It seemed as though everywhere I went at SXSW in Austin last week, The New York Times was there. Everyone putting together panels or programming wanted to bask in the cultural glow around the paper following the most recent presidential election.
Recently, an anonymous donor thought it was so important for young people to read the paper that they subsidized $1 million worth of subscriptions. And it’s started to have an impact for journalists. Investigative reporters are in demand again, though times aren’t rosy yet. NYT staff are bracing for a round of layoffs.
It wasn’t just the halo around the paper that seemed to interest festival attendees, though. The underlying theme of almost every conversation was money. The NYT seems to be making it now, which is incredibly novel in the post-internet news business. What’s more important, though, is how its sources of revenue have shifted.
We were surprised to find a massive line when we showed up for a 9:30 AM Sunday morning conversation between Dean Baquet, the executive editor, and the paper’s media columnist, Jim Rutenberg. The largest of festival’s theaters filled for the day’s first signature talk to hear Baquet reflect on covering a White House that keeps calling his paper failing.
“The harsh reality of the newspaper business is the advertising that allowed everybody to build these big powerful newsrooms is disappearing,” Baquet added.

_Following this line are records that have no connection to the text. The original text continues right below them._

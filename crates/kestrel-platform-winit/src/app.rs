use kestrel_core::error::{EngineError, EngineResult};
use kestrel_core::render::RenderBackend;
use kestrel_core::Engine;

use raw_window_handle::{HasDisplayHandle, HasWindowHandle, RawDisplayHandle, RawWindowHandle};
use winit::{
    application::ApplicationHandler,
    dpi::{LogicalSize, PhysicalSize},
    event::{ElementState, WindowEvent},
    event_loop::{ActiveEventLoop, EventLoop},
    keyboard::{KeyCode, PhysicalKey},
    window::{Window, WindowAttributes, WindowId},
};

/// Builds the render backend once the surface exists. Called from `resumed`
/// with the raw window handles and the initial drawable size.
pub type BackendFactory = Box<
    dyn FnMut(
        RawDisplayHandle,
        RawWindowHandle,
        u32,
        u32,
    ) -> EngineResult<Box<dyn RenderBackend>>,
>;

struct App {
    engine: Engine,
    factory: Option<BackendFactory>,
    window: Option<Window>,
    /// Startup failure to report once the event loop returns; winit's
    /// callbacks cannot propagate errors themselves.
    fatal: Option<EngineError>,
}

impl App {
    #[inline]
    fn new(engine: Engine, factory: BackendFactory) -> Self {
        Self {
            engine,
            factory: Some(factory),
            window: None,
            fatal: None,
        }
    }

    fn record_fatal(&mut self, e: EngineError) {
        if self.fatal.is_none() {
            self.fatal = Some(e);
        }
    }

    fn finish(&mut self) -> EngineResult<()> {
        match self.fatal.take() {
            Some(e) => Err(e),
            None => Ok(()),
        }
    }

    #[inline]
    fn request_redraw(&self) {
        if let Some(w) = &self.window {
            w.request_redraw();
        }
    }

    #[inline]
    fn surface_size(&self) -> (u32, u32) {
        match &self.window {
            Some(w) => {
                let PhysicalSize { width, height } = w.inner_size();
                (width, height)
            }
            None => (0, 0),
        }
    }

    fn quit(&mut self, event_loop: &ActiveEventLoop) {
        if let Err(e) = self.engine.shutdown() {
            log::warn!("shutdown incomplete: {e}");
        }
        event_loop.exit();
    }

    fn install_backend(&mut self) -> EngineResult<()> {
        let Some(w) = &self.window else {
            return Err(EngineError::other("no window for backend creation"));
        };

        let window = w
            .window_handle()
            .map_err(|e| EngineError::other(e.to_string()))?
            .as_raw();
        let display = w
            .display_handle()
            .map_err(|e| EngineError::other(e.to_string()))?
            .as_raw();

        let PhysicalSize { width, height } = w.inner_size();

        let Some(mut factory) = self.factory.take() else {
            // Suspended/resumed cycle; the backend already exists.
            return Ok(());
        };

        let backend = factory(display, window, width, height)?;
        self.engine.install_backend(backend);
        Ok(())
    }
}

impl ApplicationHandler for App {
    fn resumed(&mut self, event_loop: &ActiveEventLoop) {
        if self.window.is_none() {
            let win_cfg = &self.engine.config().window;
            let attrs = WindowAttributes::default()
                .with_title(win_cfg.title.clone())
                .with_inner_size(LogicalSize::new(win_cfg.width, win_cfg.height));

            match event_loop.create_window(attrs) {
                Ok(w) => self.window = Some(w),
                Err(e) => {
                    log::error!("window creation failed: {e}");
                    self.record_fatal(EngineError::other(format!("window creation failed: {e}")));
                    event_loop.exit();
                    return;
                }
            }
        }

        if let Err(e) = self.install_backend() {
            log::error!("render backend creation failed: {e}");
            self.record_fatal(e);
            self.quit(event_loop);
            return;
        }

        self.engine.start();
        self.request_redraw();
    }

    fn window_event(&mut self, event_loop: &ActiveEventLoop, _id: WindowId, event: WindowEvent) {
        match event {
            WindowEvent::CloseRequested => {
                self.quit(event_loop);
            }

            WindowEvent::Resized(PhysicalSize { width, height }) => {
                self.engine.notify_resize(width, height);
            }

            WindowEvent::ScaleFactorChanged { .. } => {
                let (w, h) = self.surface_size();
                self.engine.notify_resize(w, h);
            }

            WindowEvent::KeyboardInput { event, .. } => {
                if event.state == ElementState::Pressed
                    && event.physical_key == PhysicalKey::Code(KeyCode::Escape)
                {
                    self.quit(event_loop);
                }
            }

            _ => {}
        }
    }

    fn about_to_wait(&mut self, event_loop: &ActiveEventLoop) {
        match self.engine.step(self.surface_size()) {
            Ok(()) => self.request_redraw(),
            Err(EngineError::ExitRequested) => self.quit(event_loop),
            Err(e) => {
                log::error!("engine step failed: {e}");
                self.quit(event_loop);
            }
        }
    }
}

/// Hands the engine to winit's inverted control flow. Blocks until the
/// window closes or the engine requests exit.
pub fn run_winit_app(engine: Engine, factory: BackendFactory) -> EngineResult<()> {
    let event_loop = EventLoop::new().map_err(|e| EngineError::other(e.to_string()))?;
    let mut app = App::new(engine, factory);

    event_loop
        .run_app(&mut app)
        .map_err(|e| EngineError::other(e.to_string()))?;

    app.finish()
}

#[cfg(test)]
mod tests {
    use super::*;
    use kestrel_core::EngineConfig;

    #[test]
    fn startup_failure_is_carried_out_of_the_run() {
        let engine = Engine::new(EngineConfig::default());
        let factory: BackendFactory =
            Box::new(|_, _, _, _| Err(EngineError::other("no vulkan driver")));
        let mut app = App::new(engine, factory);

        // No window exists yet, so backend installation must fail; the
        // failure must survive until after the loop returns.
        let err = app.install_backend().unwrap_err();
        app.record_fatal(err);

        assert!(app.finish().is_err());
        assert!(app.finish().is_ok());
    }

    #[test]
    fn first_fatal_error_wins() {
        let engine = Engine::new(EngineConfig::default());
        let factory: BackendFactory = Box::new(|_, _, _, _| Err(EngineError::other("unused")));
        let mut app = App::new(engine, factory);

        app.record_fatal(EngineError::other("first"));
        app.record_fatal(EngineError::other("second"));

        match app.finish() {
            Err(EngineError::Other(msg)) => assert_eq!(msg, "first"),
            other => panic!("expected the first error, got {other:?}"),
        }
    }
}
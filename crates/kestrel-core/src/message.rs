/// Engine lifecycle message.
///
/// The set is closed on purpose: payloads are carried by the variant itself,
/// so handlers never need to downcast. A message is created per send and
/// discarded after dispatch; the bus never retains one.
#[derive(Debug, Clone, PartialEq)]
pub enum Message {
    Start,
    EarlyUpdate { dt: f32 },
    Update { dt: f32 },
    LateUpdate { dt: f32 },
    FixedUpdate { fixed_dt: f32 },

    PreRender,
    Render,
    PostRender,
    AfterFrame,

    GameLogicStart,
    GameLogicStop,

    SceneLoaded { scene: String },
    SceneUnloaded { scene: String },

    WindowResize { width: u32, height: u32 },
    Quitting,
}

/// Payload-free discriminant of [`Message`], used as the subscription key.
#[derive(Debug, Clone, Copy, PartialEq, Eq, Hash)]
pub enum MessageKind {
    Start,
    EarlyUpdate,
    Update,
    LateUpdate,
    FixedUpdate,

    PreRender,
    Render,
    PostRender,
    AfterFrame,

    GameLogicStart,
    GameLogicStop,

    SceneLoaded,
    SceneUnloaded,

    WindowResize,
    Quitting,
}

impl Message {
    #[inline]
    pub fn kind(&self) -> MessageKind {
        match self {
            Message::Start => MessageKind::Start,
            Message::EarlyUpdate { .. } => MessageKind::EarlyUpdate,
            Message::Update { .. } => MessageKind::Update,
            Message::LateUpdate { .. } => MessageKind::LateUpdate,
            Message::FixedUpdate { .. } => MessageKind::FixedUpdate,
            Message::PreRender => MessageKind::PreRender,
            Message::Render => MessageKind::Render,
            Message::PostRender => MessageKind::PostRender,
            Message::AfterFrame => MessageKind::AfterFrame,
            Message::GameLogicStart => MessageKind::GameLogicStart,
            Message::GameLogicStop => MessageKind::GameLogicStop,
            Message::SceneLoaded { .. } => MessageKind::SceneLoaded,
            Message::SceneUnloaded { .. } => MessageKind::SceneUnloaded,
            Message::WindowResize { .. } => MessageKind::WindowResize,
            Message::Quitting => MessageKind::Quitting,
        }
    }
}

impl MessageKind {
    pub fn as_str(self) -> &'static str {
        match self {
            MessageKind::Start => "Start",
            MessageKind::EarlyUpdate => "EarlyUpdate",
            MessageKind::Update => "Update",
            MessageKind::LateUpdate => "LateUpdate",
            MessageKind::FixedUpdate => "FixedUpdate",
            MessageKind::PreRender => "PreRender",
            MessageKind::Render => "Render",
            MessageKind::PostRender => "PostRender",
            MessageKind::AfterFrame => "AfterFrame",
            MessageKind::GameLogicStart => "GameLogicStart",
            MessageKind::GameLogicStop => "GameLogicStop",
            MessageKind::SceneLoaded => "SceneLoaded",
            MessageKind::SceneUnloaded => "SceneUnloaded",
            MessageKind::WindowResize => "WindowResize",
            MessageKind::Quitting => "Quitting",
        }
    }
}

Discussing the Trump White House built a natural bridge to talking revenue.
“Every time the president says, ‘You guys suck,’ it’s like: ding-ding-ding, and the subscriptions go up,” Rutenberg said.
Yet with a presidency that has absolutely gripped the national imagination, advertising has taken a backseat at the Times to revenue that comes directly from its readers.
‘This is not a business … it’s a mission’
Baquet said that the economics have changed since election night. “The picture has gotten just dramatically brighter,” he said.
The importance of the fact that subscriptions now lead its revenue mix can’t be understated. As more and more news organizations post all of their content online for free, it has shifted the incentive model for journalism. In the print era, both readers and advertisers were customers of newsrooms. In a free, digital model, readers aren’t customers. Readers are the product that news organizations sell to advertisers.
“In general, we are against ad blocking,” Kopit-Levin said. “We are for better ads.”
She said that the goal at the paper is for the ads to be as good as the journalism. It’s a theme that the podcasting company Gimlet Media hit on during the festival as well. If the ads add value, then they won’t drive subscribers away and the paper can continue to owe more allegiance to readers than sponsors.
“All the areas that advertisers love are the places people read least,” Sebastian Tomich, a vice president at the paper, said at YouTube Corner, a pop-up venue at SXSW. He spoke during a panel on the “New Age of Storytelling,” a conversation about making various kinds of sponsored content.
Tomich was enthusiastic about the resources reporters can take advantage of when making branded content. Working on a story on that side of the shop, he said, comes with a much larger budget than one on the editorial side. If the reporter is mostly excited by telling stories in big way, he argued that news organizations that collaborate with advertisers can open opportunities for in house talent.
But advertising and editorial can never be completely independent. On certain hot button topics, the NYT can see ebbs and flows depending on how it covers a topic. For example, he pointed to coverage of Israel’s West Bank. Depending on the positions the paper takes, “you’ll see fluctuations in the ad spend,” he said.
The NYT is running its own ad campaign now to help a public that has lost touch with the language of newspapers understand what it means to read content at a place like the NYT or the Washington Post as opposed to a place like Breitbart, which Baquet called a propaganda site rather than an institution in “an honorable pursuit of the truth.”
Some readers today don’t understand some of the little signals that a news organization gives to let readers know that an account is based on real on the ground observation, the sort of witness that very few other places are doing today.
For example, he pointed to the dateline, saying that they’ve realized that many readers don’t understand that if a story says “ALEPPO—” at the beginning, then it means that a reporter has risked their life in a city under war to get that story.
Those stories will never get the clicks that the latest Trump scandal gets, but Baquet said that won’t change the paper’s commitment to cover those places. “We are the only institution regularly in Afghanistan,” he said. As long as what’s happening there is globally important, their reporters will keep showing up.
In a way, reader trust comes back to money too. The better readers understand how much news organizations invest in stories, the more they will trust them.
Its relationship with readers seems the better way to understand the paper’s revived prospects, though it’s much harder to imitate. Discussions of its revenue seems to center more often on the mechanics, such as the partial pay wall that allows ten free reads a month, instant articles on Facebook and its emphasis on digital only subscriptions. All of this is important, but it also misses a larger point.
Most websites today just pursue visitors, people lured for the occasional click by a witty social post or good luck with search engines. The NYT appears to have turned digital visitors into an actual audience, such that folks trust it enough that they go beyond just wanting to read the stories that grab them. Those readers want to see what the NYT writes about, because it trusts the paper to write the right things. They trust it enough to pay.
“This is not a business,” Baquet said. “It’s a business in the sense that it’s got to be profitable, but it’s a mission.”